→ PROBLEM DETAILS
For this exercise, please find the lines in the entries that include the word "BargeIn" and copy them.

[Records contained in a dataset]
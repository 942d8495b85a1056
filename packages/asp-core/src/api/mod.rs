//! HTTP/WebSocket API layer.
//!
//! This module contains thin handlers that delegate to services. It
//! provides the router construction and server startup functionality. The
//! conversation server's only real surface is the `/ws` upgrade; `/health`
//! and `/ready` exist for deployment probes.

use std::sync::Arc;

use axum::routing::get;
use axum::{Json, Router};
use serde_json::{json, Value};
use thiserror::Error;
use tokio_util::sync::CancellationToken;
use tower_http::cors::CorsLayer;
use tower_http::trace::TraceLayer;

use crate::config::{AudioConfig, VadConfig};
use crate::events::BroadcastEventBridge;
use crate::pipeline::ConversationPipeline;

pub mod ws;
pub mod ws_connection;

pub use ws_connection::WsConnectionManager;

/// Errors that can occur when starting or running the server.
#[derive(Debug, Error)]
pub enum ServerError {
    /// Failed to bind to the configured TCP port.
    #[error("failed to bind to port: {0}")]
    Bind(#[from] std::io::Error),
}

/// Shared application state for the API layer.
///
/// This is a thin wrapper that holds references to services. All business
/// logic lives in the services themselves ([`ConversationPipeline`], the
/// session state machine, the VAD).
#[derive(Clone)]
pub struct AppState {
    /// Port the server listens on.
    pub listen_port: u16,
    /// The wired conversation pipeline (STT -> LLM -> TTS).
    pub pipeline: Arc<ConversationPipeline>,
    /// Event bridge for emitting domain events to observers.
    pub event_bridge: Arc<BroadcastEventBridge>,
    /// Manages WebSocket connections.
    pub ws_manager: Arc<WsConnectionManager>,
    /// Root cancellation token; cancelling it closes every session.
    pub cancel_token: CancellationToken,
    /// Default negotiated audio parameters for new sessions.
    pub audio_config: AudioConfig,
    /// Default VAD tunables for new sessions.
    pub vad_config: VadConfig,
    /// `session.start` deadline and related session timers, in ms.
    pub starting_timeout_ms: u64,
}

/// Builder for constructing an `AppState`.
#[derive(Default)]
pub struct AppStateBuilder {
    listen_port: Option<u16>,
    pipeline: Option<Arc<ConversationPipeline>>,
    event_bridge: Option<Arc<BroadcastEventBridge>>,
    ws_manager: Option<Arc<WsConnectionManager>>,
    cancel_token: Option<CancellationToken>,
    audio_config: Option<AudioConfig>,
    vad_config: Option<VadConfig>,
    starting_timeout_ms: Option<u64>,
}

impl AppStateBuilder {
    /// Creates a new builder.
    pub fn new() -> Self {
        Self::default()
    }

    /// Populates the fields that overlap between `BootstrappedServices` and
    /// `AppState`, leaving only the session-default fields to be set
    /// individually.
    pub fn from_services(mut self, services: &crate::BootstrappedServices) -> Self {
        self.listen_port = Some(services.listen_port);
        self.pipeline = Some(Arc::clone(&services.pipeline));
        self.event_bridge = Some(Arc::clone(&services.event_bridge));
        self.ws_manager = Some(Arc::clone(&services.ws_manager));
        self.cancel_token = Some(services.cancel_token.clone());
        self
    }

    pub fn audio_config(mut self, audio: AudioConfig) -> Self {
        self.audio_config = Some(audio);
        self
    }

    pub fn vad_config(mut self, vad: VadConfig) -> Self {
        self.vad_config = Some(vad);
        self
    }

    pub fn starting_timeout_ms(mut self, ms: u64) -> Self {
        self.starting_timeout_ms = Some(ms);
        self
    }

    /// Builds the `AppState`, panicking if required fields are missing.
    pub fn build(self) -> AppState {
        AppState {
            listen_port: self.listen_port.expect("listen_port is required"),
            pipeline: self.pipeline.expect("pipeline is required"),
            event_bridge: self.event_bridge.expect("event_bridge is required"),
            ws_manager: self.ws_manager.expect("ws_manager is required"),
            cancel_token: self.cancel_token.expect("cancel_token is required"),
            audio_config: self.audio_config.unwrap_or_default(),
            vad_config: self.vad_config.unwrap_or_default(),
            starting_timeout_ms: self
                .starting_timeout_ms
                .unwrap_or(crate::protocol_constants::STARTING_TIMEOUT_MS),
        }
    }
}

impl AppState {
    /// Creates a new builder for constructing an `AppState`.
    pub fn builder() -> AppStateBuilder {
        AppStateBuilder::new()
    }
}

/// Liveness probe: "is the process running?"
async fn health_check() -> Json<Value> {
    Json(json!({ "status": "ok" }))
}

/// Readiness probe: "can this process accept new sessions?"
async fn readiness_check(axum::extract::State(state): axum::extract::State<AppState>) -> Json<Value> {
    Json(json!({
        "status": "ready",
        "active_connections": state.ws_manager.connection_count(),
    }))
}

/// Creates the Axum router with all routes.
pub fn create_router(state: AppState) -> Router {
    Router::new()
        .route("/health", get(health_check))
        .route("/ready", get(readiness_check))
        .route("/ws", get(ws::ws_handler))
        .layer(CorsLayer::permissive())
        .layer(TraceLayer::new_for_http())
        .with_state(state)
}

/// Starts the WebSocket server on the configured port.
pub async fn start_server(state: AppState) -> Result<(), ServerError> {
    let addr = std::net::SocketAddr::from(([0, 0, 0, 0], state.listen_port));
    let listener = tokio::net::TcpListener::bind(&addr).await?;

    log::info!("[Server] listening on ws://0.0.0.0:{}/ws", state.listen_port);
    let app = create_router(state);

    axum::serve(
        listener,
        app.into_make_service_with_connect_info::<std::net::SocketAddr>(),
    )
    .await?;
    Ok(())
}
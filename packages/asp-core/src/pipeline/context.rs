//! Conversation context (§4.6): a per-session bounded history with
//! persistent entity extraction and barge-in annotation.

use std::collections::{HashMap, VecDeque};

use crate::providers::{LanguageModel, Message, Role};

/// Bounded conversation history plus a separate slot for entities the
/// caller has explicitly provided, which survive summarisation.
pub struct ConversationContext {
    history: VecDeque<Message>,
    max_turns: usize,
    entities: HashMap<String, String>,
}

impl ConversationContext {
    pub fn new(max_turns: usize) -> Self {
        Self {
            history: VecDeque::new(),
            max_turns,
            entities: HashMap::new(),
        }
    }

    pub fn entities(&self) -> &HashMap<String, String> {
        &self.entities
    }

    /// Appends a user turn, extracting any named entities it carries.
    pub fn push_user_turn(&mut self, transcript: &str) {
        self.extract_entities(transcript);
        self.history.push_back(Message {
            role: Role::User,
            content: transcript.to_string(),
        });
    }

    /// Appends an assistant turn. `interrupted` annotates a barge-in so the
    /// model can acknowledge the cut-off reply in its next turn.
    pub fn push_assistant_turn(&mut self, content: &str, interrupted: bool) {
        let content = if interrupted {
            format!("{content} [interrupted]")
        } else {
            content.to_string()
        };
        self.history.push_back(Message {
            role: Role::Assistant,
            content,
        });
    }

    /// Builds the message list handed to the LLM: entity slot as a leading
    /// system message (if any entities are known), followed by history.
    pub fn messages_for_generation(&self) -> Vec<Message> {
        let mut messages = Vec::with_capacity(self.history.len() + 1);
        if !self.entities.is_empty() {
            let mut pairs: Vec<String> = self
                .entities
                .iter()
                .map(|(k, v)| format!("{k}: {v}"))
                .collect();
            pairs.sort();
            messages.push(Message {
                role: Role::System,
                content: format!("Known caller details - {}", pairs.join(", ")),
            });
        }
        messages.extend(self.history.iter().cloned());
        messages
    }

    /// If the history exceeds `max_turns`, compresses the oldest half into a
    /// single summary turn via the LLM's `summarize` capability.
    pub async fn maybe_summarize(&mut self, llm: &dyn LanguageModel) {
        if self.history.len() <= self.max_turns {
            return;
        }
        let half = self.history.len() / 2;
        let to_summarize: Vec<Message> = self.history.drain(..half).collect();
        if let Ok(summary) = llm.summarize(to_summarize).await {
            self.history.push_front(Message {
                role: Role::System,
                content: format!("Earlier conversation summary: {summary}"),
            });
        }
    }

    fn extract_entities(&mut self, transcript: &str) {
        let lower = transcript.to_lowercase();
        if let Some(pos) = lower.find("my name is ") {
            let rest = &transcript[pos + "my name is ".len()..];
            if let Some(name) = rest.split(|c: char| ".,!?".contains(c)).next() {
                self.entities.insert("name".into(), name.trim().to_string());
            }
        }
        if let Some(pos) = lower.find("account number is ") {
            let rest = &transcript[pos + "account number is ".len()..];
            if let Some(id) = rest.split_whitespace().next() {
                self.entities
                    .insert("account_id".into(), id.trim_matches(|c: char| ".,!?".contains(c)).to_string());
            }
        }
    }
}
//! `Transport` over a `tokio-tungstenite` client connection: the media
//! server speaks ASP as a client of the conversation server's `/ws`
//! listener (§6).

use async_trait::async_trait;
use bytes::Bytes;
use futures_util::stream::{SplitSink, SplitStream};
use futures_util::{SinkExt, StreamExt};
use tokio::net::TcpStream;
use tokio_tungstenite::tungstenite::Message as WsMessage;
use tokio_tungstenite::{MaybeTlsStream, WebSocketStream};

use asp_core::{AspError, AspResult, ControlMessage, Transport, TransportMessage};

type WsSink = SplitSink<WebSocketStream<MaybeTlsStream<TcpStream>>, WsMessage>;
type WsSource = SplitStream<WebSocketStream<MaybeTlsStream<TcpStream>>>;

/// Owns one outbound WebSocket connection to a conversation server.
pub struct TungsteniteTransport {
    tx: WsSink,
    rx: WsSource,
}

impl TungsteniteTransport {
    /// Connects to `url` (e.g. `ws://127.0.0.1:8765/ws`).
    pub async fn connect(url: &str) -> AspResult<Self> {
        let (stream, _response) = tokio_tungstenite::connect_async(url)
            .await
            .map_err(|e| AspError::TransportLoss(format!("connect to {url} failed: {e}")))?;
        let (tx, rx) = stream.split();
        Ok(Self { tx, rx })
    }
}

#[async_trait]
impl Transport for TungsteniteTransport {
    async fn send_control(&mut self, msg: ControlMessage) -> AspResult<()> {
        let text = serde_json::to_string(&msg)
            .map_err(|e| AspError::Internal(format!("control message encode failed: {e}")))?;
        self.tx
            .send(WsMessage::Text(text.into()))
            .await
            .map_err(|e| AspError::TransportLoss(format!("send_control failed: {e}")))
    }

    async fn send_audio(&mut self, frame: Bytes) -> AspResult<()> {
        self.tx
            .send(WsMessage::Binary(frame))
            .await
            .map_err(|e| AspError::TransportLoss(format!("send_audio failed: {e}")))
    }

    async fn recv(&mut self) -> AspResult<Option<TransportMessage>> {
        loop {
            let Some(msg) = self.rx.next().await else {
                return Ok(None);
            };
            let msg = msg.map_err(|e| AspError::TransportLoss(format!("recv failed: {e}")))?;
            match msg {
                WsMessage::Text(text) => {
                    let control: ControlMessage = serde_json::from_str(&text).map_err(|e| {
                        AspError::ProtocolViolation(format!("bad control message: {e}"))
                    })?;
                    return Ok(Some(TransportMessage::Control(control)));
                }
                WsMessage::Binary(bytes) => {
                    return Ok(Some(TransportMessage::Audio(Bytes::from(bytes))));
                }
                WsMessage::Ping(_) | WsMessage::Pong(_) => continue,
                WsMessage::Close(_) => return Ok(None),
                WsMessage::Frame(_) => continue,
            }
        }
    }

    async fn close(&mut self) -> AspResult<()> {
        self.tx
            .close()
            .await
            .map_err(|e| AspError::TransportLoss(format!("close failed: {e}")))
    }
}
//! Voice Activity Detector (C2, §4.2).
//!
//! Drives `speech.begin` / `speech.end` / `barge_in` off a stream of 20ms
//! frames and the session's current mode, polymorphic over a
//! [`VoiceClassifier`].

mod classifier;

pub use classifier::{Classification, EnergyGateClassifier, VoiceClassifier};

use crate::protocol_constants::{
    DEFAULT_BARGE_IN_MIN_MS, DEFAULT_MIN_SPEECH_MS, DEFAULT_SILENCE_HANGOVER_MS,
};

/// Whether the session is currently listening to the caller or speaking a
/// response; barge-in can only fire while `Speaking`.
#[derive(Debug, Clone, Copy, PartialEq, Eq)]
pub enum ListenMode {
    Listening,
    Speaking,
}

#[derive(Debug, Clone, Copy, PartialEq, Eq)]
pub enum VadSignal {
    SpeechBegin,
    SpeechEnd { frame_count: u64 },
    BargeIn,
}

#[derive(Debug, Clone, Copy)]
pub struct VadConfig {
    pub min_speech_ms: u32,
    pub silence_hangover_ms: u32,
    pub barge_in_min_ms: u32,
    pub frame_ms: u32,
}

impl Default for VadConfig {
    fn default() -> Self {
        Self {
            min_speech_ms: DEFAULT_MIN_SPEECH_MS,
            silence_hangover_ms: DEFAULT_SILENCE_HANGOVER_MS,
            barge_in_min_ms: DEFAULT_BARGE_IN_MIN_MS,
            frame_ms: crate::protocol_constants::DEFAULT_FRAME_MS,
        }
    }
}

/// Hangover-timer state machine driving VAD events off a classifier.
pub struct VoiceActivityDetector<C: VoiceClassifier> {
    config: VadConfig,
    classifier: C,
    speech_run_ms: u32,
    silence_run_ms: u32,
    in_utterance: bool,
    barge_in_armed: bool,
    frame_count: u64,
}

impl<C: VoiceClassifier> VoiceActivityDetector<C> {
    pub fn new(config: VadConfig, classifier: C) -> Self {
        Self {
            config,
            classifier,
            speech_run_ms: 0,
            silence_run_ms: 0,
            in_utterance: false,
            barge_in_armed: true,
            frame_count: 0,
        }
    }

    pub fn in_utterance(&self) -> bool {
        self.in_utterance
    }

    /// Processes one frame, returning any VAD signals it produced. A single
    /// frame may emit at most one signal, except that `barge_in` and
    /// `speech.begin` are mutually exclusive by construction (barge-in only
    /// evaluates while `Speaking`, `speech.begin` only while `Listening`).
    pub fn process_frame(&mut self, frame: &[i16], mode: ListenMode) -> Option<VadSignal> {
        let classification = self.classifier.classify(frame, self.config.frame_ms);
        let is_speech = classification.is_speech_like();

        if is_speech {
            self.silence_run_ms = 0;
            self.speech_run_ms += self.config.frame_ms;
            self.frame_count += 1;

            if mode == ListenMode::Speaking
                && self.barge_in_armed
                && self.speech_run_ms >= self.config.barge_in_min_ms
            {
                self.barge_in_armed = false;
                return Some(VadSignal::BargeIn);
            }

            if mode == ListenMode::Listening
                && !self.in_utterance
                && self.speech_run_ms >= self.config.min_speech_ms
            {
                self.in_utterance = true;
                return Some(VadSignal::SpeechBegin);
            }
        } else {
            self.speech_run_ms = 0;
            self.barge_in_armed = true;

            if self.in_utterance {
                self.silence_run_ms += self.config.frame_ms;
                if self.silence_run_ms >= self.config.silence_hangover_ms {
                    self.in_utterance = false;
                    let frame_count = self.frame_count;
                    self.frame_count = 0;
                    self.silence_run_ms = 0;
                    return Some(VadSignal::SpeechEnd { frame_count });
                }
            }
        }

        None
    }
}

→ ANSWER SECTION
    BargeIn,
                return Some(VadSignal::BargeIn);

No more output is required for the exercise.